I have been trying to learn about DNA and using it as a tool in genealogical research. I enrolled at 23andme.com and sent them my DNA sample. In return they genotype my DNA. What that means is that they test and determine which genetic variants I possess. Once the testing had been done I received the results on line. At 23andme.com. Part of the results concerned health issues and showed me what health risks I had inherited which was interesting.
But the part I am enjoying the most is the relative finder. I have been conversing with a few new cousins and trying to find out how we are related. Some of them are so organized in how they share information and some are new like me.
It has gotten me back into research. I started working on the Ligon line. My most recent Ligon ancestor was Sarah Ligon (1776- ?), my 4th great grandmother. She was married to John Cook (1780-1830). The Ligon line is well researched and it connections are traced back to the 13th century. On HeritageQuest.com, the 998 page book entitlled, “The Ligon Family and Connections,” by William D. Ligon, published in 1947 is available, and I have been reading through it the last few days and adding information to my family tree. Of course as usually the case, Sarah’s line is not as well documented as some others.

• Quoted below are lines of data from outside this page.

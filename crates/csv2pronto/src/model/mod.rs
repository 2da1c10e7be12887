pub mod iri;
pub mod literal;
pub mod ontology;
pub mod term;

pub use iri::IriMinter;
pub use literal::{typed, LiteralError, LiteralKind};
pub use term::{Literal, Node, Object, Triple};
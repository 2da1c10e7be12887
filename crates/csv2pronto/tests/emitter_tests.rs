use csv2pronto::emitter::ntriples::NTriplesEmitter;
use csv2pronto::emitter::turtle::TurtleEmitter;
use csv2pronto::emitter::TriplesEmitter;
use csv2pronto::model::literal::{string, typed, LiteralKind};
use csv2pronto::model::ontology::standard;
use csv2pronto::model::{Literal, Node, Object, Triple};

const S: &str = "http://example.org/s";
const P: &str = "http://example.org/p";

fn triple(object: impl Into<Object>) -> Triple {
    Triple::new(Node::iri(S), P, object)
}

fn nt(triples: &[Triple]) -> String {
    let mut buf = Vec::new();
    let mut em = NTriplesEmitter::new(&mut buf);
    for t in triples {
        em.emit(t).unwrap();
    }
    String::from_utf8(buf).unwrap()
}

fn ttl(prefixes: &[(&str, &str)], triples: &[Triple]) -> String {
    let mut buf = Vec::new();
    let mut em = TurtleEmitter::new(&mut buf);
    for (prefix, ns) in prefixes {
        em.add_prefix(prefix, ns).unwrap();
    }
    for t in triples {
        em.emit(t).unwrap();
    }
    String::from_utf8(buf).unwrap()
}

// ---------------------------------------------------------------------------
// NTriples tests
// ---------------------------------------------------------------------------

#[test]
fn nt_basic_iri_triple() {
    let out = nt(&[triple(Node::iri("http://example.org/o"))]);
    assert_eq!(
        out,
        "<http://example.org/s> <http://example.org/p> <http://example.org/o> .\n"
    );
}

#[test]
fn nt_string_literal_is_plain() {
    let out = nt(&[triple(string(Some("hello world")))]);
    assert_eq!(
        out,
        "<http://example.org/s> <http://example.org/p> \"hello world\" .\n"
    );
}

#[test]
fn nt_typed_literal() {
    let out = nt(&[triple(typed(LiteralKind::Integer, Some("42")).unwrap())]);
    assert_eq!(
        out,
        "<http://example.org/s> <http://example.org/p> \"42\"^^<http://www.w3.org/2001/XMLSchema#integer> .\n"
    );
}

#[test]
fn nt_bool_literal() {
    let out = nt(&[triple(typed(LiteralKind::Boolean, Some("True")).unwrap())]);
    assert!(out.contains("\"true\"^^<http://www.w3.org/2001/XMLSchema#boolean>"));
}

#[test]
fn nt_blank_nodes() {
    let out = nt(&[Triple::new(
        Node::Blank("b1".into()),
        P,
        Node::Blank("b2".into()),
    )]);
    assert_eq!(out, "_:b1 <http://example.org/p> _:b2 .\n");
}

#[test]
fn nt_escape_special_chars() {
    let out = nt(&[triple(string(Some("line1\nline2\ttab\\slash\"quote")))]);
    assert!(out.contains("\\n"));
    assert!(out.contains("\\t"));
    assert!(out.contains("\\\\"));
    assert!(out.contains("\\\""));
    assert_eq!(out.lines().count(), 1);
}

#[test]
fn nt_escape_control_chars() {
    let out = nt(&[triple(string(Some("a\x01b")))]);
    assert!(out.contains("\\u0001"), "Expected \\u0001 in: {out}");
}

#[test]
fn nt_unicode_passthrough() {
    let out = nt(&[triple(string(Some("Año 2021, m²")))]);
    assert!(out.contains("\"Año 2021, m²\""));
}

#[test]
fn nt_rejects_null_terms() {
    let mut buf = Vec::new();
    let mut em = NTriplesEmitter::new(&mut buf);
    let err = em.emit(&Triple::new(Node::Null, P, string(Some("x")))).unwrap_err();
    assert_eq!(err.kind(), std::io::ErrorKind::InvalidInput);
    assert!(em.emit(&triple(Node::Null)).is_err());
    assert_eq!(em.triple_count(), 0);
}

#[test]
fn nt_prefixes_are_comments() {
    let mut buf = Vec::new();
    let mut em = NTriplesEmitter::new(&mut buf);
    em.add_prefix("ex", "http://example.org/").unwrap();
    em.emit(&triple(Node::iri("http://example.org/o"))).unwrap();
    let out = String::from_utf8(buf).unwrap();
    assert!(out.starts_with("# @prefix ex: <http://example.org/> .\n"));
}

#[test]
fn nt_triple_count() {
    let mut buf = Vec::new();
    let mut em = NTriplesEmitter::new(&mut buf);
    assert_eq!(em.triple_count(), 0);
    em.emit(&triple(Node::iri("http://example.org/a"))).unwrap();
    em.emit(&triple(Node::iri("http://example.org/b"))).unwrap();
    assert_eq!(em.triple_count(), 2);
}

// ---------------------------------------------------------------------------
// Turtle tests
// ---------------------------------------------------------------------------

#[test]
fn ttl_prefixes_written_sorted_before_first_triple() {
    let out = ttl(
        &[("rdf", standard::RDF), ("ex", "http://example.org/")],
        &[triple(Node::iri("http://example.org/o"))],
    );
    let mut lines = out.lines();
    assert_eq!(lines.next(), Some("@prefix ex: <http://example.org/> ."));
    assert_eq!(
        lines.next(),
        Some("@prefix rdf: <http://www.w3.org/1999/02/22-rdf-syntax-ns#> .")
    );
    assert_eq!(lines.next(), Some(""));
    assert_eq!(lines.next(), Some("ex:s ex:p ex:o ."));
}

#[test]
fn ttl_compacts_with_longest_namespace() {
    let out = ttl(
        &[("ex", "http://example.org/"), ("deep", "http://example.org/deep/")],
        &[Triple::new(
            Node::iri("http://example.org/deep/thing"),
            P,
            Node::iri("http://example.org/o"),
        )],
    );
    assert!(out.contains("deep:thing ex:p ex:o ."), "got: {out}");
}

#[test]
fn ttl_keeps_full_iri_when_local_name_is_not_simple() {
    let out = ttl(
        &[("ex", "http://example.org/")],
        &[triple(Node::iri("http://example.org/agent_Inmobiliaria%20Sur"))],
    );
    assert!(out.contains("<http://example.org/agent_Inmobiliaria%20Sur>"));
}

#[test]
fn ttl_typed_literal_uses_prefixed_datatype() {
    let out = ttl(
        &[("xsd", standard::XSD)],
        &[triple(typed(LiteralKind::Double, Some("-34.92")).unwrap())],
    );
    assert!(out.contains("\"-34.92\"^^xsd:double"), "got: {out}");
}

#[test]
fn ttl_string_literal_is_plain() {
    let out = ttl(&[("xsd", standard::XSD)], &[triple(string(Some("Centro")))]);
    assert!(out.contains(" \"Centro\" ."));
    assert!(!out.contains("xsd:string"));
}

#[test]
fn language_tagged_literals() {
    let label = triple(Literal::with_language("Casa \"chica\"", "es"));
    assert_eq!(
        nt(std::slice::from_ref(&label)),
        format!("<{S}> <{P}> \"Casa \\\"chica\\\"\"@es .\n")
    );
    let out = ttl(&[("xsd", standard::XSD)], &[label]);
    assert!(out.contains(" \"Casa \\\"chica\\\"\"@es ."), "got: {out}");
}

#[test]
fn foreign_datatypes_are_kept() {
    let literal = Literal::with_datatype(
        "POINT(1 2)",
        "http://www.opengis.net/ont/geosparql#wktLiteral",
    );
    let out = nt(&[triple(literal)]);
    assert!(out.contains("\"POINT(1 2)\"^^<http://www.opengis.net/ont/geosparql#wktLiteral> ."));
}

#[test]
fn ttl_rejects_null_terms() {
    let mut buf = Vec::new();
    let mut em = TurtleEmitter::new(&mut buf);
    assert!(em.emit(&triple(Node::Null)).is_err());
    assert_eq!(em.triple_count(), 0);
}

But, the book is full of early Virginia history, The immigrant and patriarch of the family in America was Colonel Thomas Ligon (1624-1676) of Madresfield, Worcestershire, England. He was a grandson of a second son and had little chance of inheriting much. At age 16 he came to Jamestown, Virginia, in 1641, with is near kinsman, Sir William Berkeley, Royal Governor of Virginia. In the various records of the counties of Virginia, in reference to Colonel Thomas Ligon and his descendants, the name Ligon is spelled Lygon, Lyggon, Liggon, Liggan, Liggin, Ligon, and Leagan.
He married Mary Harris, the daughter of Capt. Thomas Harris, and they were the parents of 7 children. He was a member of the House of Burgesses at Jamestown, where he was a member of “ye Committee for private Causes.” He was a justice for Charles City County 1 August 1657, a militia colonel, and county surveyor from 1667 to his death in 1675.